## [About this task]
A stretch of the entries below is to be set down exactly, running from the line with "let path = local_target(download_dir, filename)?;" through the line with "let overwrite = console", both included, and no other line.

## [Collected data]
--------------------------------------------------

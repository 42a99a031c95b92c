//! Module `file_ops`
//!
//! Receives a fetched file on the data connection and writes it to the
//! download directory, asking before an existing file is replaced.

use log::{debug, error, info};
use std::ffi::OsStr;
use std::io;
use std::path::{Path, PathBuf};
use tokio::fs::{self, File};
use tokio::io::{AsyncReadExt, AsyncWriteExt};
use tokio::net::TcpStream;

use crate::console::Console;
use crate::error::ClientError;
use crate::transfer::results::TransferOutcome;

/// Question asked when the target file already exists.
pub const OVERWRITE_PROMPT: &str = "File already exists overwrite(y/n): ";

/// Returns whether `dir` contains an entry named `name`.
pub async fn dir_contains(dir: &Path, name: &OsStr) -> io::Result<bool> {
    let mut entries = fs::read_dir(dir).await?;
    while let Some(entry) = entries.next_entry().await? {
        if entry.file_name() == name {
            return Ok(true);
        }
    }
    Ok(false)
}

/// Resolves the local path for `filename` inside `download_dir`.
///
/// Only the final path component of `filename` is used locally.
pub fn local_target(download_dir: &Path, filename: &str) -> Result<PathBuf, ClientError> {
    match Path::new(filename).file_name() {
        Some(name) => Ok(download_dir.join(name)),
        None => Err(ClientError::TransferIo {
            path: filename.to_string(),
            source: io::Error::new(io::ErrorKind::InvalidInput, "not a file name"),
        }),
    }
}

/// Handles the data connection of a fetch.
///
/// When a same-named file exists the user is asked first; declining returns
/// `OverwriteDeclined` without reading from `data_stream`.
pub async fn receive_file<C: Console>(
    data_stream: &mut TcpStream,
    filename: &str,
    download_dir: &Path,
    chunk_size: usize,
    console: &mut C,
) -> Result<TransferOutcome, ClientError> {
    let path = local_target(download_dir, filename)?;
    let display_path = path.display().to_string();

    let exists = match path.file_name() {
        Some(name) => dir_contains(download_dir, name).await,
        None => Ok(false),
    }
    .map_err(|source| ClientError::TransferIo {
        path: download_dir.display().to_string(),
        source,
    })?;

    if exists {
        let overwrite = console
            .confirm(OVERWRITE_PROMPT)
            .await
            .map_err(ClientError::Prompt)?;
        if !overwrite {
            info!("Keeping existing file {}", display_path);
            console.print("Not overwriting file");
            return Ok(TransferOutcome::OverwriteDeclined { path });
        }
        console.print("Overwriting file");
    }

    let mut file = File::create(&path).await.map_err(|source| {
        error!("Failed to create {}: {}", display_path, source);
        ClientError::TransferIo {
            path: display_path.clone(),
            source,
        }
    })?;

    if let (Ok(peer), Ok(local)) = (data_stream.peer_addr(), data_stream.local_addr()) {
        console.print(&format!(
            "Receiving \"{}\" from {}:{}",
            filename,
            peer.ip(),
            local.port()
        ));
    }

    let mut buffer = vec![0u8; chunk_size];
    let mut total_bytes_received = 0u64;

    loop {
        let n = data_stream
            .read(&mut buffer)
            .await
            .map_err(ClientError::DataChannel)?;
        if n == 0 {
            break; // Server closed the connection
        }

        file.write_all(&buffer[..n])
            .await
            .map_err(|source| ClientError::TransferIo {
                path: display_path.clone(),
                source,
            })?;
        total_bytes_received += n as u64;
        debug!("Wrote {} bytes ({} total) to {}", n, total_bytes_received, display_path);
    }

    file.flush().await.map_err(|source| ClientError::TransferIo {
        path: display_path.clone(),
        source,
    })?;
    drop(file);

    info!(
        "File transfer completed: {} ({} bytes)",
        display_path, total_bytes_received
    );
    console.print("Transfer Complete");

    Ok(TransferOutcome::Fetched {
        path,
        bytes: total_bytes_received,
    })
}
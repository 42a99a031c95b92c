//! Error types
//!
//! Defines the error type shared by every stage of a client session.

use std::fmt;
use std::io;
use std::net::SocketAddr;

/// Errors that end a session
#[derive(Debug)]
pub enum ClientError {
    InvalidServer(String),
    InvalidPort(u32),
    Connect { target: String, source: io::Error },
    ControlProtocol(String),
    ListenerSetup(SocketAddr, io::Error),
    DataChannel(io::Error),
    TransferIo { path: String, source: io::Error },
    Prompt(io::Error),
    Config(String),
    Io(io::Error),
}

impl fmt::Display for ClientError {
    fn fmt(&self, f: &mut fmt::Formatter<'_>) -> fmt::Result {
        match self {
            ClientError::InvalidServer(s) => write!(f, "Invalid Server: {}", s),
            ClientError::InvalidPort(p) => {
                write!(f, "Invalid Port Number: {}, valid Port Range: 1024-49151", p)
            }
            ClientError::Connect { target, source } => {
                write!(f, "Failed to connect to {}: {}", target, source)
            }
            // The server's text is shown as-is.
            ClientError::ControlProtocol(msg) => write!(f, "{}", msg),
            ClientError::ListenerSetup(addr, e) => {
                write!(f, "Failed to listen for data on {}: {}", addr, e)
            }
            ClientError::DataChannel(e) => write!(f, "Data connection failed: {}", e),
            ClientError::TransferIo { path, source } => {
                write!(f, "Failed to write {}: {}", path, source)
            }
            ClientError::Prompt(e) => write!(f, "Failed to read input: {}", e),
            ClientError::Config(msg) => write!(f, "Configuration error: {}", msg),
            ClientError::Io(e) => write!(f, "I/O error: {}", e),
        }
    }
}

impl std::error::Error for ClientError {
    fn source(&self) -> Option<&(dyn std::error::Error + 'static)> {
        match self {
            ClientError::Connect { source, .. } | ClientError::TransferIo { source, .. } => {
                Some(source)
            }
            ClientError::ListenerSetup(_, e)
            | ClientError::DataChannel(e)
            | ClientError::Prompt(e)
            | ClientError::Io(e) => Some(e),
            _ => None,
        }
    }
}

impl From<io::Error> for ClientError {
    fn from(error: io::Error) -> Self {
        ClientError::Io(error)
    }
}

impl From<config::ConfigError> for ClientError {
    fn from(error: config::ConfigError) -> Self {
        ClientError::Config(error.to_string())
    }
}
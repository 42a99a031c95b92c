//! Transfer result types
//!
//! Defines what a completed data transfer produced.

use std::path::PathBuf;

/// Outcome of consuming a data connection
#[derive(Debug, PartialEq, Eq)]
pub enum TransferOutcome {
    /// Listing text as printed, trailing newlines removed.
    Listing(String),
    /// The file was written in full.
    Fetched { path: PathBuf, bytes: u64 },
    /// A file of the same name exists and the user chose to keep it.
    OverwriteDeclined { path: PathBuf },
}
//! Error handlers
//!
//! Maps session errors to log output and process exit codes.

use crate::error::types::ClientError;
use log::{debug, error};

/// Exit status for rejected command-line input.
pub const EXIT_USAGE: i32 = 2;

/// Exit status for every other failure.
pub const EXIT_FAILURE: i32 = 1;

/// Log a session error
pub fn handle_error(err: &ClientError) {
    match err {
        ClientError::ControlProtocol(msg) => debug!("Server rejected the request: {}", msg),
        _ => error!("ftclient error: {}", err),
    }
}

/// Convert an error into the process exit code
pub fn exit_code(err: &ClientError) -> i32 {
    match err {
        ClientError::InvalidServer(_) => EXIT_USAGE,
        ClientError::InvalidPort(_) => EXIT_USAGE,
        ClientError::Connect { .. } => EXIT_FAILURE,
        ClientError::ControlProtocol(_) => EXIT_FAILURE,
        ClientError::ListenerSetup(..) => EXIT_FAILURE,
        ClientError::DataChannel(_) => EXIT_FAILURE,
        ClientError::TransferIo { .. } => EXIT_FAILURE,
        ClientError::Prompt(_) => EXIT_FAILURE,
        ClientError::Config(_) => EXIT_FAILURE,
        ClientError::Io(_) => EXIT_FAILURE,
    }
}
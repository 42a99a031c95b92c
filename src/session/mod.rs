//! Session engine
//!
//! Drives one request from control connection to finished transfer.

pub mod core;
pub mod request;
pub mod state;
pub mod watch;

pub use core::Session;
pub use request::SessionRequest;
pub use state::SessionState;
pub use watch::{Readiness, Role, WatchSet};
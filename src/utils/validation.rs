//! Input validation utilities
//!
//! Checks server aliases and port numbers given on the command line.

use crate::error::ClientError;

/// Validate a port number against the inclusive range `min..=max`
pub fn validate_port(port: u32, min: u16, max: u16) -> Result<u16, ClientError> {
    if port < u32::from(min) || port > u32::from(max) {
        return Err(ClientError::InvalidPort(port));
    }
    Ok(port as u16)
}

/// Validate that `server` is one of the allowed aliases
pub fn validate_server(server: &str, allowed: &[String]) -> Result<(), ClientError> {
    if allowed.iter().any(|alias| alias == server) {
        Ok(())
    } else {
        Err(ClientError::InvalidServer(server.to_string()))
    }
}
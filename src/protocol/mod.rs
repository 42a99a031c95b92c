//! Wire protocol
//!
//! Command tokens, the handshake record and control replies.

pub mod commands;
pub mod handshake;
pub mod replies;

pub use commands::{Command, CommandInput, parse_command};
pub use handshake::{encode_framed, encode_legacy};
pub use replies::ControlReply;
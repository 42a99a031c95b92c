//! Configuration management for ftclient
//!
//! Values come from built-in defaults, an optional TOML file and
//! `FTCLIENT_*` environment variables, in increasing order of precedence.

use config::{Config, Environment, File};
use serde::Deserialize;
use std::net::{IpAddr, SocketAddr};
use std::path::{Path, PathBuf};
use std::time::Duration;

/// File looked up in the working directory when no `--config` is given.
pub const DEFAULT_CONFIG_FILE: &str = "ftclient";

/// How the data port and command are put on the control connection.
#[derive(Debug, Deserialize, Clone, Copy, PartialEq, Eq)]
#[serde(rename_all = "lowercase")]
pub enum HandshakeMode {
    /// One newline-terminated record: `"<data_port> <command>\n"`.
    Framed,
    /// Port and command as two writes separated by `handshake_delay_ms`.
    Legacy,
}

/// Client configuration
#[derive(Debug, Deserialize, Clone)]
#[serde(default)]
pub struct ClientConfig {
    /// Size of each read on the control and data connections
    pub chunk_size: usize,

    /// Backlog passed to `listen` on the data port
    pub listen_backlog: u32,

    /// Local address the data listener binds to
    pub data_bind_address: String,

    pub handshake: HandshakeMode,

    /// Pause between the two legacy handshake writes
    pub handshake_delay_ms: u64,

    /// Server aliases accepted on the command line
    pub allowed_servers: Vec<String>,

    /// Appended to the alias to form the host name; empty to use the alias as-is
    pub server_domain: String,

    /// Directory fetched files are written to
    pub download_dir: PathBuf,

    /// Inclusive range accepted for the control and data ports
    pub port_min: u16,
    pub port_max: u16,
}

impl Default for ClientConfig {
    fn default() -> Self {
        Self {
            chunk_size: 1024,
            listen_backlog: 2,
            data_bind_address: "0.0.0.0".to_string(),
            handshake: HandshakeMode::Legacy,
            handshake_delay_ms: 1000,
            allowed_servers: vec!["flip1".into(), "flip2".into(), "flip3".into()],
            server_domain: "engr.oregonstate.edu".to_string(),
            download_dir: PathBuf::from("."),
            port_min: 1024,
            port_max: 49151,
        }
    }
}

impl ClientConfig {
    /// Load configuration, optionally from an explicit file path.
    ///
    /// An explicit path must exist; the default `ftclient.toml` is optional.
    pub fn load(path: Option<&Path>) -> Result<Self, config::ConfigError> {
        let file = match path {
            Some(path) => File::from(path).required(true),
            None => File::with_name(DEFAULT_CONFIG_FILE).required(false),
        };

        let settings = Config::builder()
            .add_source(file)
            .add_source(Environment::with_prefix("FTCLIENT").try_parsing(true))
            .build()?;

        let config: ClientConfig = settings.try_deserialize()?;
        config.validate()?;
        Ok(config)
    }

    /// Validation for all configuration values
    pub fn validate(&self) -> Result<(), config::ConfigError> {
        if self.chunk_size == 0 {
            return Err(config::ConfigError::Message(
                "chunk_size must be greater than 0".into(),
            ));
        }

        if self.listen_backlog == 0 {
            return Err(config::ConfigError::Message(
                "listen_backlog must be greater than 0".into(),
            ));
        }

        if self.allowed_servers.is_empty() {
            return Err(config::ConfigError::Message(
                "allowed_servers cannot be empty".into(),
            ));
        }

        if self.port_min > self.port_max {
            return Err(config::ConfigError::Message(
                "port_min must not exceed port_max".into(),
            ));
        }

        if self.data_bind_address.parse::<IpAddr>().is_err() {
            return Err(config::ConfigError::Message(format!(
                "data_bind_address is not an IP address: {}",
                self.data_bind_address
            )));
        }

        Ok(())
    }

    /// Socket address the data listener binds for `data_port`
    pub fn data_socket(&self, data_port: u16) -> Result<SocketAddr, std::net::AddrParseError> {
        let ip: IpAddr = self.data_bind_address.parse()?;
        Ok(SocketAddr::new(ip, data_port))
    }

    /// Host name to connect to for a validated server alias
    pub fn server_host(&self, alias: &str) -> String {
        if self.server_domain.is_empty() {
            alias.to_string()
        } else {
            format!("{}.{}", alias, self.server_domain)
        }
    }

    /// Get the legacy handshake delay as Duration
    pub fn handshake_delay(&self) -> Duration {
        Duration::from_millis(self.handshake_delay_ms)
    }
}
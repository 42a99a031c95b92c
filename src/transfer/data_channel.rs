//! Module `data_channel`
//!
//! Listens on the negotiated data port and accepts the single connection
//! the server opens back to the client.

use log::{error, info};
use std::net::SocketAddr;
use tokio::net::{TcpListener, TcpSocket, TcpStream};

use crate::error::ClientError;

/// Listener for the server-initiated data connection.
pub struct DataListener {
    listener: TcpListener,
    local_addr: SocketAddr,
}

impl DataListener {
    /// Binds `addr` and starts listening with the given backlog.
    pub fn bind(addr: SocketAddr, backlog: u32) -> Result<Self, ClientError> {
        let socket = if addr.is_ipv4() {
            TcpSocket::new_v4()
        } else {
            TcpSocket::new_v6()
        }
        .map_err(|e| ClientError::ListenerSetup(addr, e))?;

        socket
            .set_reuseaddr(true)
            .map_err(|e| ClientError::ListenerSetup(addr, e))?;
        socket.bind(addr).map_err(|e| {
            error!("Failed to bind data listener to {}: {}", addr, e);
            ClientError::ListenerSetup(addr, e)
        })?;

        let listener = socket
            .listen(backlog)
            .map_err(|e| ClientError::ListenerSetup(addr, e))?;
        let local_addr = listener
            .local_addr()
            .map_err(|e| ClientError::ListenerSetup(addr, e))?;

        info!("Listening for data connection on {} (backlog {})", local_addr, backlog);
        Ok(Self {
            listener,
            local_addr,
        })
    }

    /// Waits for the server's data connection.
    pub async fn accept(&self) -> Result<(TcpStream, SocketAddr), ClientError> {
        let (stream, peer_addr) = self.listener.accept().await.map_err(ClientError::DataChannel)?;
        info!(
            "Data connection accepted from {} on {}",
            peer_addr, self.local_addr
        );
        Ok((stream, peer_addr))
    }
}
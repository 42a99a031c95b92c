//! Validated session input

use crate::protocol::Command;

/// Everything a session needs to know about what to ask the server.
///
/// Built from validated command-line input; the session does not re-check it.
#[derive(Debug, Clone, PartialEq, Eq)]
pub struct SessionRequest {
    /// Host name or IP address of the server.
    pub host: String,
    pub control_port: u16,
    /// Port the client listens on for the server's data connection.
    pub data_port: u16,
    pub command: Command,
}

--------------------------------------------------

## [Your response]
    let path = local_target(download_dir, filename)?;
    let display_path = path.display().to_string();

    let exists = match path.file_name() {
        Some(name) => dir_contains(download_dir, name).await,
        None => Ok(false),
    }
    .map_err(|source| ClientError::TransferIo {
        path: download_dir.display().to_string(),
        source,
    })?;

    if exists {
        let overwrite = console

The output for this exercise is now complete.